(Stored items)

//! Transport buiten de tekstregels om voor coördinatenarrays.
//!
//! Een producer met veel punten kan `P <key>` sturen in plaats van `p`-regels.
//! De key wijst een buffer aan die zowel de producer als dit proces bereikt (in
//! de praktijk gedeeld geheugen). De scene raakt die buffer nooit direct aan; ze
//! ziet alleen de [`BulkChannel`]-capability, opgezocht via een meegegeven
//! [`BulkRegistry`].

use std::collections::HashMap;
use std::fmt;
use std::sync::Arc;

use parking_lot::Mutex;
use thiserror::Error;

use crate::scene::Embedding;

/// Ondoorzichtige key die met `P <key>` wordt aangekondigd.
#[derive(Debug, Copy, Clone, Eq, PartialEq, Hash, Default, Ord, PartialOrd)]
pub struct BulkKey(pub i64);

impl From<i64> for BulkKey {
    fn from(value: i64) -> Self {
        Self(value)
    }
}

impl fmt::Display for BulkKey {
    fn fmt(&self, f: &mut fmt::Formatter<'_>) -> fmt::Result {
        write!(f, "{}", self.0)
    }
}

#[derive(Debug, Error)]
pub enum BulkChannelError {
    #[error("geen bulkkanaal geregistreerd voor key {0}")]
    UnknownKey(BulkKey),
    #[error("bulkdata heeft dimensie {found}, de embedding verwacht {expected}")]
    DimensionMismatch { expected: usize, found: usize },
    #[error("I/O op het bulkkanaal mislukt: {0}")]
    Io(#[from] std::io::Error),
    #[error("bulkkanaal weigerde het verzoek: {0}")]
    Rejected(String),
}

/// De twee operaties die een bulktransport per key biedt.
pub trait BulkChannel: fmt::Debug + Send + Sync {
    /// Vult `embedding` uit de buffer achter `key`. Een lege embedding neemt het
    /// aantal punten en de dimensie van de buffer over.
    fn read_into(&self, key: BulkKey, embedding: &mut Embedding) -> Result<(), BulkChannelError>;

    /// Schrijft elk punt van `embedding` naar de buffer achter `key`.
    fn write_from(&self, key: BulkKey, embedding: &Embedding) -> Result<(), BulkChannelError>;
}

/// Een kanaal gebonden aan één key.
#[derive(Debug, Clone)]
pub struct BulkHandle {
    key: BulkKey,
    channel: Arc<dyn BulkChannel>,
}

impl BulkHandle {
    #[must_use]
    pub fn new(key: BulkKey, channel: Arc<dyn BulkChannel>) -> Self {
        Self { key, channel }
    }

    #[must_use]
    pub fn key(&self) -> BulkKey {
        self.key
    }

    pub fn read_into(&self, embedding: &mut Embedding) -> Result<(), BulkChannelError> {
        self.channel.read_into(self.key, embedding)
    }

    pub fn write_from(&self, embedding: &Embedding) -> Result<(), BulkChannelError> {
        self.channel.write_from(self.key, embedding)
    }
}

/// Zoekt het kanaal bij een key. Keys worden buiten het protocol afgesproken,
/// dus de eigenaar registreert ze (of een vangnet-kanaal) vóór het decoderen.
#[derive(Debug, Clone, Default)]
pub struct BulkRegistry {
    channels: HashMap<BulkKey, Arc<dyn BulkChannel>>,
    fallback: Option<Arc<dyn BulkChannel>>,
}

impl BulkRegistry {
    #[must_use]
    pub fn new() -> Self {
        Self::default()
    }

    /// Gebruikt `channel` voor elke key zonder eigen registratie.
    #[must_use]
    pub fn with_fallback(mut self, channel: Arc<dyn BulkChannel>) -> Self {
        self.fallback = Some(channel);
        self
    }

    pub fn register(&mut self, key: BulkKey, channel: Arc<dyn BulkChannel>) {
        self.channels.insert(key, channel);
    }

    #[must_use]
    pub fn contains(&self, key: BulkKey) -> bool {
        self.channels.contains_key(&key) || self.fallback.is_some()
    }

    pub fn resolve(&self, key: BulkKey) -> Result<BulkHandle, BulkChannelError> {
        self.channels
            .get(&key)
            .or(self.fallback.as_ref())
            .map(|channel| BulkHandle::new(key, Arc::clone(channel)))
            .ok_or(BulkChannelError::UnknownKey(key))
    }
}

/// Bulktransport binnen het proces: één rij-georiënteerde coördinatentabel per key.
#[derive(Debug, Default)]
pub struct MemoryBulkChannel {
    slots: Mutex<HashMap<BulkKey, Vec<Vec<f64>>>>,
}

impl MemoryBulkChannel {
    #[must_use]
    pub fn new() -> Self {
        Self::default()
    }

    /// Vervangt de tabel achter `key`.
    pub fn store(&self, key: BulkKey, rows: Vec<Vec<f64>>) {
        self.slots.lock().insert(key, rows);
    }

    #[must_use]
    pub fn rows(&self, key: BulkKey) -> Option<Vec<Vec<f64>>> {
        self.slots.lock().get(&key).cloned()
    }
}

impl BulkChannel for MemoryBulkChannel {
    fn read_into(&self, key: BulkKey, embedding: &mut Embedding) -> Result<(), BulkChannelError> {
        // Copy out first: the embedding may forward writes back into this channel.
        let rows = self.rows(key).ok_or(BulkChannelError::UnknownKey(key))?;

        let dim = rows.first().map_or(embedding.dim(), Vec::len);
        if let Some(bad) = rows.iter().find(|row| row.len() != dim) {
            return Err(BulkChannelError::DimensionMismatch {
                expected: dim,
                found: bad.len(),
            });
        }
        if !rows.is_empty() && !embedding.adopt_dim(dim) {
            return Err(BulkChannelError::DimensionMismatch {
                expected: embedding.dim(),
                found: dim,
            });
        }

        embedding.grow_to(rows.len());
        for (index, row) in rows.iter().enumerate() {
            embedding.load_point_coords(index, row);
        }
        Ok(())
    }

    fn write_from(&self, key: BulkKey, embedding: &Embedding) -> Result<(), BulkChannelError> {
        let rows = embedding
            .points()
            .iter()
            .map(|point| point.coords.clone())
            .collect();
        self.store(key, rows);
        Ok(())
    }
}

EXERCISE DESCRIPTION:
Repeat the records. Match them exactly.

OUTPUT FOR THIS EXERCISE:
//! Transport buiten de tekstregels om voor coördinatenarrays.
//!
//! Een producer met veel punten kan `P <key>` sturen in plaats van `p`-regels.
//! De key wijst een buffer aan die zowel de producer als dit proces bereikt (in
//! de praktijk gedeeld geheugen). De scene raakt die buffer nooit direct aan; ze
//! ziet alleen de [`BulkChannel`]-capability, opgezocht via een meegegeven
//! [`BulkRegistry`].

use std::collections::HashMap;
use std::fmt;
use std::sync::Arc;

use parking_lot::Mutex;
use thiserror::Error;

use crate::scene::Embedding;

/// Ondoorzichtige key die met `P <key>` wordt aangekondigd.
#[derive(Debug, Copy, Clone, Eq, PartialEq, Hash, Default, Ord, PartialOrd)]
pub struct BulkKey(pub i64);

impl From<i64> for BulkKey {
    fn from(value: i64) -> Self {
        Self(value)
    }
}

impl fmt::Display for BulkKey {
    fn fmt(&self, f: &mut fmt::Formatter<'_>) -> fmt::Result {
        write!(f, "{}", self.0)
    }
}

#[derive(Debug, Error)]
pub enum BulkChannelError {
    #[error("geen bulkkanaal geregistreerd voor key {0}")]
    UnknownKey(BulkKey),
    #[error("bulkdata heeft dimensie {found}, de embedding verwacht {expected}")]
    DimensionMismatch { expected: usize, found: usize },
    #[error("I/O op het bulkkanaal mislukt: {0}")]
    Io(#[from] std::io::Error),
    #[error("bulkkanaal weigerde het verzoek: {0}")]
    Rejected(String),
}

/// De twee operaties die een bulktransport per key biedt.
pub trait BulkChannel: fmt::Debug + Send + Sync {
    /// Vult `embedding` uit de buffer achter `key`. Een lege embedding neemt het
    /// aantal punten en de dimensie van de buffer over.
    fn read_into(&self, key: BulkKey, embedding: &mut Embedding) -> Result<(), BulkChannelError>;

    /// Schrijft elk punt van `embedding` naar de buffer achter `key`.
    fn write_from(&self, key: BulkKey, embedding: &Embedding) -> Result<(), BulkChannelError>;
}

/// Een kanaal gebonden aan één key.
#[derive(Debug, Clone)]
pub struct BulkHandle {
    key: BulkKey,
    channel: Arc<dyn BulkChannel>,
}

impl BulkHandle {
    #[must_use]
    pub fn new(key: BulkKey, channel: Arc<dyn BulkChannel>) -> Self {
        Self { key, channel }
    }

    #[must_use]
    pub fn key(&self) -> BulkKey {
        self.key
    }

    pub fn read_into(&self, embedding: &mut Embedding) -> Result<(), BulkChannelError> {
        self.channel.read_into(self.key, embedding)
    }

    pub fn write_from(&self, embedding: &Embedding) -> Result<(), BulkChannelError> {
        self.channel.write_from(self.key, embedding)
    }
}

/// Zoekt het kanaal bij een key. Keys worden buiten het protocol afgesproken,
/// dus de eigenaar registreert ze (of een vangnet-kanaal) vóór het decoderen.
#[derive(Debug, Clone, Default)]
pub struct BulkRegistry {
    channels: HashMap<BulkKey, Arc<dyn BulkChannel>>,
    fallback: Option<Arc<dyn BulkChannel>>,
}

impl BulkRegistry {
    #[must_use]
    pub fn new() -> Self {
        Self::default()
    }

    /// Gebruikt `channel` voor elke key zonder eigen registratie.
    #[must_use]
    pub fn with_fallback(mut self, channel: Arc<dyn BulkChannel>) -> Self {
        self.fallback = Some(channel);
        self
    }

    pub fn register(&mut self, key: BulkKey, channel: Arc<dyn BulkChannel>) {
        self.channels.insert(key, channel);
    }

    #[must_use]
    pub fn contains(&self, key: BulkKey) -> bool {
        self.channels.contains_key(&key) || self.fallback.is_some()
    }

    pub fn resolve(&self, key: BulkKey) -> Result<BulkHandle, BulkChannelError> {
        self.channels
            .get(&key)
            .or(self.fallback.as_ref())
            .map(|channel| BulkHandle::new(key, Arc::clone(channel)))
            .ok_or(BulkChannelError::UnknownKey(key))
    }
}

/// Bulktransport binnen het proces: één rij-georiënteerde coördinatentabel per key.
#[derive(Debug, Default)]
pub struct MemoryBulkChannel {
    slots: Mutex<HashMap<BulkKey, Vec<Vec<f64>>>>,
}

impl MemoryBulkChannel {
    #[must_use]
    pub fn new() -> Self {
        Self::default()
    }

    /// Vervangt de tabel achter `key`.
    pub fn store(&self, key: BulkKey, rows: Vec<Vec<f64>>) {
        self.slots.lock().insert(key, rows);
    }

    #[must_use]
    pub fn rows(&self, key: BulkKey) -> Option<Vec<Vec<f64>>> {
        self.slots.lock().get(&key).cloned()
    }
}

impl BulkChannel for MemoryBulkChannel {
    fn read_into(&self, key: BulkKey, embedding: &mut Embedding) -> Result<(), BulkChannelError> {
        // Copy out first: the embedding may forward writes back into this channel.
        let rows = self.rows(key).ok_or(BulkChannelError::UnknownKey(key))?;

        let dim = rows.first().map_or(embedding.dim(), Vec::len);
        if let Some(bad) = rows.iter().find(|row| row.len() != dim) {
            return Err(BulkChannelError::DimensionMismatch {
                expected: dim,
                found: bad.len(),
            });
        }
        if !rows.is_empty() && !embedding.adopt_dim(dim) {
            return Err(BulkChannelError::DimensionMismatch {
                expected: embedding.dim(),
                found: dim,
            });
        }

        embedding.grow_to(rows.len());
        for (index, row) in rows.iter().enumerate() {
            embedding.load_point_coords(index, row);
        }
        Ok(())
    }

    fn write_from(&self, key: BulkKey, embedding: &Embedding) -> Result<(), BulkChannelError> {
        let rows = embedding
            .points()
            .iter()
            .map(|point| point.coords.clone())
            .collect();
        self.store(key, rows);
        Ok(())
    }
}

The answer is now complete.